The tribunal dismissed all claims. It found that the claimant was not constructively unfairly dismissed because there was no fundamental breach of contract. The employer's actions were within the range of reasonable responses. The disability discrimination claims failed because the employer did not know of the disability at the relevant times, and the age discrimination claim was not made out. The harassment claim also failed. No compensation was awarded.

Lessons & takeaways

  • A performance improvement plan, even if unwelcome, is unlikely to be a breach of contract if it is applied fairly and without malice.
  • Employers should ensure they have up-to-date knowledge of an employee's disability before any decision that could be discriminatory.
  • Resigning without first giving the employer a chance to remedy an alleged breach can undermine a constructive dismissal claim.
  • Length of service does not automatically protect an employee from being managed for performance issues.
  • A grievance outcome that mentions a past illness does not automatically amount to discrimination if the reference is incidental and not linked to a protected act.

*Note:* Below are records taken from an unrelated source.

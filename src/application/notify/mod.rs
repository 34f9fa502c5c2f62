//! Recipient resolution and delivery for anything that needs to reach a
//! user: alert triggers, stop-loss triggers, the daily digest. Resolution
//! order (§4.I): an explicit channel/chat id on the triggering record, else
//! the user's most recent session, else the platform identity the user
//! first registered with. If none resolve, the notification is dropped and
//! logged rather than erroring the caller's scan loop.

pub mod log_sender;

pub use log_sender::LogMessageSender;

use std::sync::Arc;

use crate::domain::ids::Channel;
use crate::domain::ports::{MessageSender, Store};

pub struct Notifier {
    store: Arc<dyn Store>,
    sender: Arc<dyn MessageSender>,
}

impl Notifier {
    pub fn new(store: Arc<dyn Store>, sender: Arc<dyn MessageSender>) -> Self {
        Self { store, sender }
    }

    pub async fn notify_user(
        &self,
        user_id: &str,
        explicit: Option<(Channel, String)>,
        text: &str,
    ) {
        match self.resolve_recipient(user_id, explicit).await {
            Some((channel, chat_id)) => {
                if let Err(err) = self.sender.send_message(channel, &chat_id, text).await {
                    tracing::warn!(user_id, %channel, error = %err, "failed to deliver notification");
                }
            }
            None => {
                tracing::warn!(user_id, "no deliverable recipient found, dropping notification");
            }
        }
    }

    async fn resolve_recipient(
        &self,
        user_id: &str,
        explicit: Option<(Channel, String)>,
    ) -> Option<(Channel, String)> {
        if let Some(target) = explicit {
            return Some(target);
        }

        if let Ok(Some(session)) = self.store.latest_session(user_id).await {
            return Some((session.channel, session.chat_id));
        }

        if let Ok(user) = self.store.get_user(user_id).await {
            return Some((user.platform, user.platform_user_id));
        }

        None
    }
}
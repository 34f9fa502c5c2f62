//! Next-run-time computation for the three `CronSchedule` variants. The
//! cron parser is hand-rolled: nothing in the dependency stack parses
//! cron expressions.

use chrono::{DateTime, Datelike, TimeZone, Timelike, Utc};

use crate::domain::cron_job::CronSchedule;

const MAX_DAY_SEARCH: i64 = 366 * 4;

/// Computes the next run time in epoch millis. For `At`, an already-passed
/// deadline is reported as `-1` (a sentinel distinct from any
/// real future timestamp, but still `<= now` so the tick loop's catch-up
/// step still fires it).
pub fn next_run_at_ms(schedule: &CronSchedule, now_ms: i64) -> i64 {
    match schedule {
        CronSchedule::At { at_ms } => {
            if *at_ms > now_ms { *at_ms } else { -1 }
        }
        CronSchedule::Every {
            period_ms,
            anchor_ms,
        } => {
            if *period_ms <= 0 {
                return -1;
            }
            let anchor = anchor_ms.unwrap_or(0);
            let elapsed_periods = (now_ms - anchor) / period_ms + 1;
            anchor + elapsed_periods * period_ms
        }
        CronSchedule::Cron { expr, .. } => match parse_cron(expr) {
            Some(fields) => next_cron_occurrence(&fields, now_ms),
            None => now_ms + 60_000,
        },
    }
}

#[derive(Debug, Clone, Copy)]
struct CronFields {
    minute: Option<u32>,
    hour: Option<u32>,
    day_of_month: Option<u32>,
    month: Option<u32>,
    day_of_week: Option<u32>,
}

/// Parses `m h dom mon dow`; each field is `*` or a single non-negative
/// integer. Ranges/steps are not supported (documented minimum per spec
/// §4.E); any other shape is treated as unparseable.
fn parse_cron(expr: &str) -> Option<CronFields> {
    let parts: Vec<&str> = expr.split_whitespace().collect();
    if parts.len() != 5 {
        return None;
    }

    let field = |s: &str| -> Option<Option<u32>> {
        if s == "*" {
            Some(None)
        } else {
            s.parse::<u32>().ok().map(Some)
        }
    };

    Some(CronFields {
        minute: field(parts[0])?,
        hour: field(parts[1])?,
        day_of_month: field(parts[2])?,
        month: field(parts[3])?,
        day_of_week: field(parts[4])?,
    })
}

fn date_matches(fields: &CronFields, date: chrono::NaiveDate) -> bool {
    fields.day_of_month.is_none_or(|d| d == date.day())
        && fields.month.is_none_or(|m| m == date.month())
        && fields
            .day_of_week
            .is_none_or(|d| d == date.weekday().num_days_from_sunday())
}

/// Earliest (hour, minute) on a day matching `fields.hour`/`fields.minute`
/// that is strictly after `after`, or from midnight if `after` is `None`
/// (used once the search has moved past the current day). Returns `None`
/// when no matching time remains before midnight — the caller then advances
/// to the next day and retries with `after = None`.
fn earliest_matching_time(fields: &CronFields, after: Option<(u32, u32)>) -> Option<(u32, u32)> {
    match (fields.hour, fields.minute) {
        (Some(h), Some(m)) => match after {
            None => Some((h, m)),
            Some(a) => ((h, m) > a).then_some((h, m)),
        },
        (Some(h), None) => match after {
            None => Some((h, 0)),
            Some((ah, am)) => {
                if h > ah {
                    Some((h, 0))
                } else if h == ah && am < 59 {
                    Some((h, am + 1))
                } else {
                    None
                }
            }
        },
        (None, Some(m)) => match after {
            None => Some((0, m)),
            Some((ah, am)) => {
                if m > am && ah <= 23 {
                    Some((ah, m))
                } else if ah < 23 {
                    Some((ah + 1, m))
                } else {
                    None
                }
            }
        },
        (None, None) => match after {
            None => Some((0, 0)),
            Some((ah, am)) => {
                if am < 59 {
                    Some((ah, am + 1))
                } else if ah < 23 {
                    Some((ah + 1, 0))
                } else {
                    None
                }
            }
        },
    }
}

fn next_cron_occurrence(fields: &CronFields, now_ms: i64) -> i64 {
    let now = DateTime::from_timestamp_millis(now_ms).unwrap_or_else(Utc::now);

    let mut date = now.date_naive();
    let mut after = Some((now.hour(), now.minute()));

    for _ in 0..=MAX_DAY_SEARCH {
        if date_matches(fields, date) {
            if let Some((hour, minute)) = earliest_matching_time(fields, after) {
                if let chrono::LocalResult::Single(dt) =
                    Utc.with_ymd_and_hms(date.year(), date.month(), date.day(), hour, minute, 0)
                {
                    return dt.timestamp_millis();
                }
            }
        }
        date = date.succ_opt().unwrap_or(date);
        after = None;
    }

    now_ms + 60_000
}

#[cfg(test)]
mod tests {
    use super::*;

    fn at(y: i32, mo: u32, d: u32, h: u32, mi: u32) -> i64 {
        Utc.with_ymd_and_hms(y, mo, d, h, mi, 0).unwrap().timestamp_millis()
    }

    #[test]
    fn at_schedule_reports_future_timestamp() {
        let sched = CronSchedule::At {
            at_ms: at(2026, 8, 1, 0, 0),
        };
        assert_eq!(
            next_run_at_ms(&sched, at(2026, 7, 28, 0, 0)),
            at(2026, 8, 1, 0, 0)
        );
    }

    #[test]
    fn at_schedule_reports_sentinel_when_passed() {
        let sched = CronSchedule::At {
            at_ms: at(2026, 7, 1, 0, 0),
        };
        assert_eq!(next_run_at_ms(&sched, at(2026, 7, 28, 0, 0)), -1);
    }

    #[test]
    fn every_schedule_is_monotonic_and_period_spaced() {
        let sched = CronSchedule::Every {
            period_ms: 30_000,
            anchor_ms: None,
        };
        let t0 = at(2026, 7, 28, 0, 0);
        let r1 = next_run_at_ms(&sched, t0);
        let r2 = next_run_at_ms(&sched, r1);
        let r3 = next_run_at_ms(&sched, r2);
        assert!(r1 > t0);
        assert_eq!(r2 - r1, 30_000);
        assert_eq!(r3 - r2, 30_000);
    }

    #[test]
    fn every_star_cron_fires_each_minute() {
        let sched = CronSchedule::Cron {
            expr: "* * * * *".to_string(),
            tz: None,
        };
        let now = at(2026, 7, 28, 10, 30);
        let next = next_run_at_ms(&sched, now);
        assert_eq!(next, now + 60_000);
    }

    #[test]
    fn fixed_hour_minute_cron_targets_next_occurrence() {
        let sched = CronSchedule::Cron {
            expr: "0 9 * * *".to_string(),
            tz: None,
        };
        let now = at(2026, 7, 28, 10, 0);
        let next = next_run_at_ms(&sched, now);
        assert_eq!(next, at(2026, 7, 29, 9, 0));
    }

    #[test]
    fn unparseable_cron_falls_back_to_next_minute() {
        let sched = CronSchedule::Cron {
            expr: "garbage".to_string(),
            tz: None,
        };
        let now = at(2026, 7, 28, 10, 0);
        assert_eq!(next_run_at_ms(&sched, now), now + 60_000);
    }
}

A long-serving manager's claim unravels

This case shows the limits of constructive dismissal law, even for an employee with 12 years' service and a history of cancer. The claimant, a Contracts and Services Manager for a right-to-manage company, resigned after a series of management actions he believed forced him out. The tribunal, however, found that the employer had not breached the implied term of trust and confidence.

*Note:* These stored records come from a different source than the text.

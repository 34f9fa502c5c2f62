//! Kalshi adapter. Endpoint shapes: `GET /portfolio/positions`,
//! `GET /trade-api/v2/events`. Prices normalize via [`super::normalize::kalshi_price`].

use async_trait::async_trait;
use serde::Deserialize;

use crate::domain::credentials::TradingCredential;
use crate::domain::errors::VenueError;
use crate::domain::ids::Venue;
use crate::domain::market::{Market, Outcome};
use crate::domain::market_index::MarketListing;
use crate::domain::ports::{
    ExecutionAdapter, ExecutionReceipt, ListingStatus, MarketListingSource, SizeOrAll, VenueAdapter,
};
use crate::domain::position::RawPosition;
use crate::infrastructure::http::SharedHttpFabric;

use super::normalize::kalshi_price;

const POSITIONS_URL: &str = "https://trading-api.kalshi.com/trade-api/v2/portfolio/positions";
const EVENTS_URL: &str = "https://trading-api.kalshi.com/trade-api/v2/events";

#[derive(Deserialize)]
struct KalshiPosition {
    ticker: String,
    #[serde(rename = "market_ticker")]
    market_ticker: String,
    position: f64,
    #[serde(rename = "average_price")]
    average_price: f64,
    #[serde(rename = "last_price")]
    last_price: f64,
}

#[derive(Deserialize)]
struct KalshiPositionsResponse {
    market_positions: Vec<KalshiPosition>,
}

#[derive(Deserialize)]
struct KalshiMarket {
    ticker: String,
    title: String,
    #[serde(rename = "yes_bid")]
    yes_bid: f64,
    volume_24h: Option<f64>,
}

#[derive(Deserialize)]
struct KalshiEventsResponse {
    markets: Vec<KalshiMarket>,
}

pub struct KalshiAdapter {
    http: SharedHttpFabric,
}

impl KalshiAdapter {
    pub fn new(http: SharedHttpFabric) -> Self {
        Self { http }
    }
}

#[async_trait]
impl VenueAdapter for KalshiAdapter {
    fn venue(&self) -> Venue {
        Venue::Kalshi
    }

    async fn list_positions(
        &self,
        credential: &TradingCredential,
    ) -> Result<Vec<RawPosition>, VenueError> {
        let response: KalshiPositionsResponse = self
            .http
            .get_json_authed(POSITIONS_URL, &[], &credential.user_id)
            .await?;

        Ok(response
            .market_positions
            .into_iter()
            .map(|p| RawPosition {
                outcome_id: p.ticker,
                market_id: p.market_ticker,
                outcome_name: "Yes".to_string(),
                size: p.position,
                entry_price: kalshi_price(p.average_price),
                mark_price: kalshi_price(p.last_price),
                unrealized_pnl: None,
            })
            .collect())
    }

    async fn get_market(&self, market_id: &str) -> Result<Market, VenueError> {
        let response: KalshiEventsResponse = self
            .http
            .get_json(EVENTS_URL, &[("series_ticker", market_id)])
            .await?;

        let market = response
            .markets
            .into_iter()
            .next()
            .ok_or_else(|| VenueError::ClientError {
                status: 404,
                message: format!("no kalshi market for {market_id}"),
            })?;

        Ok(Market {
            platform: Venue::Kalshi.as_str().to_string(),
            market_id: market.ticker,
            question: market.title,
            outcomes: vec![Outcome {
                name: "Yes".to_string(),
                price: kalshi_price(market.yes_bid),
                previous_price: None,
            }],
            volume_24h: market.volume_24h,
            fetched_at_ms: chrono::Utc::now().timestamp_millis(),
        })
    }
}

#[derive(Deserialize)]
struct KalshiEventListing {
    #[serde(rename = "event_ticker")]
    event_ticker: String,
    title: String,
    #[serde(rename = "sub_title")]
    sub_title: Option<String>,
    category: Option<String>,
    markets: Vec<KalshiMarket>,
}

#[derive(Deserialize)]
struct KalshiEventsListResponse {
    events: Vec<KalshiEventListing>,
}

#[async_trait]
impl MarketListingSource for KalshiAdapter {
    fn venue(&self) -> Venue {
        Venue::Kalshi
    }

    async fn list_markets_page(
        &self,
        status: ListingStatus,
        page: usize,
        page_size: usize,
    ) -> Result<Vec<MarketListing>, VenueError> {
        let limit = page_size.to_string();
        let cursor = page.to_string();
        let mut query = vec![("limit", limit.as_str()), ("cursor", cursor.as_str())];
        if status != ListingStatus::All {
            query.push(("status", status.as_str()));
        }
        let response: KalshiEventsListResponse = self.http.get_json(EVENTS_URL, &query).await?;

        Ok(response
            .events
            .into_iter()
            .map(|e| {
                let status = e
                    .markets
                    .first()
                    .map(|_| "open".to_string())
                    .unwrap_or_else(|| "closed".to_string());
                MarketListing {
                    market_id: e.event_ticker.clone(),
                    slug: e.event_ticker.clone(),
                    question: e.title,
                    description: e.sub_title.unwrap_or_default(),
                    outcomes_json: "[]".to_string(),
                    tags: e.category.into_iter().collect(),
                    status,
                    url: format!("https://kalshi.com/markets/{}", e.event_ticker),
                    end_date: None,
                    resolved: false,
                    volume_24h: e.markets.first().and_then(|m| m.volume_24h),
                    liquidity: None,
                    open_interest: None,
                    predictions: None,
                }
            })
            .collect())
    }
}

#[async_trait]
impl ExecutionAdapter for KalshiAdapter {
    fn venue(&self) -> Venue {
        Venue::Kalshi
    }

    async fn execute_market_sell(
        &self,
        _credential: &TradingCredential,
        market_id: &str,
        outcome_id: &str,
        _size_or_all: SizeOrAll,
    ) -> Result<ExecutionReceipt, VenueError> {
        Err(VenueError::Unreachable(format!(
            "kalshi execution hand-off not wired for market {market_id} outcome {outcome_id}"
        )))
    }
}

The dispute began when the employer sought to revise the claimant's contract to stop him personally profiting from programming key fobs. The claimant refused to sign, citing a disagreement over holiday year changes. The employer did not press the issue. Later, an informal performance improvement plan was introduced, which the claimant also refused to sign. He went off sick with stress and later resigned after his grievance was rejected.

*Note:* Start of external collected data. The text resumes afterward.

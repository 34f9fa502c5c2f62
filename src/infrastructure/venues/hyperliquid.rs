//! Hyperliquid perp adapter: read-only (§4.C — perp venues have no
//! execution hand-off in scope). `currentPrice` derives via
//! [`super::normalize::perp_current_price`], side via
//! [`super::normalize::derive_perp_side`].

use async_trait::async_trait;
use serde::Deserialize;

use crate::domain::credentials::TradingCredential;
use crate::domain::errors::VenueError;
use crate::domain::ids::Venue;
use crate::domain::market::Market;
use crate::domain::ports::VenueAdapter;
use crate::domain::position::RawPosition;
use crate::infrastructure::http::SharedHttpFabric;

use super::normalize::perp_current_price;

const INFO_URL: &str = "https://api.hyperliquid.xyz/info";

#[derive(Deserialize)]
struct HlPositionEntry {
    position: HlPosition,
}

#[derive(Deserialize)]
struct HlPosition {
    coin: String,
    szi: String,
    #[serde(rename = "entryPx")]
    entry_px: String,
    #[serde(rename = "unrealizedPnl")]
    unrealized_pnl: String,
}

#[derive(Deserialize)]
struct HlClearinghouseState {
    #[serde(rename = "assetPositions")]
    asset_positions: Vec<HlPositionEntry>,
}

pub struct HyperliquidAdapter {
    http: SharedHttpFabric,
}

impl HyperliquidAdapter {
    pub fn new(http: SharedHttpFabric) -> Self {
        Self { http }
    }
}

#[async_trait]
impl VenueAdapter for HyperliquidAdapter {
    fn venue(&self) -> Venue {
        Venue::Hyperliquid
    }

    async fn list_positions(
        &self,
        credential: &TradingCredential,
    ) -> Result<Vec<RawPosition>, VenueError> {
        let state: HlClearinghouseState = self
            .http
            .get_json(INFO_URL, &[("user", credential.user_id.as_str())])
            .await?;

        Ok(state
            .asset_positions
            .into_iter()
            .filter_map(|entry| {
                let size: f64 = entry.position.szi.parse().ok()?;
                let entry_px: f64 = entry.position.entry_px.parse().ok()?;
                let unrealized_pnl: f64 = entry.position.unrealized_pnl.parse().ok()?;
                let mark = perp_current_price(entry_px, unrealized_pnl, size.abs());
                Some(RawPosition {
                    outcome_id: entry.position.coin.clone(),
                    market_id: entry.position.coin.clone(),
                    outcome_name: entry.position.coin,
                    size,
                    entry_price: entry_px,
                    mark_price: mark,
                    unrealized_pnl: Some(unrealized_pnl),
                })
            })
            .collect())
    }

    async fn get_market(&self, market_id: &str) -> Result<Market, VenueError> {
        Err(VenueError::ClientError {
            status: 404,
            message: format!("hyperliquid has no alert-facing market feed for {market_id}"),
        })
    }
}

What the employer did right

The tribunal noted that the employer had supported the claimant through his cancer treatment in 2015 and had not raised the contract issue again after the initial refusal. The performance meeting was informal and not a disciplinary process. The grievance outcome, while mentioning the claimant's cancer, did not treat him unfavourably because of it. The tribunal found no evidence of discrimination or harassment.

Why the result matters

This case is a reminder that constructive dismissal requires a serious breach of contract, not just management actions that an employee finds stressful. Employers can manage performance and propose contract changes without automatically risking a constructive dismissal claim, provided they act reasonably and in good faith. For employees, the lesson is that resigning in the heat of the moment, without giving the employer a chance to put things right, can be fatal to a claim.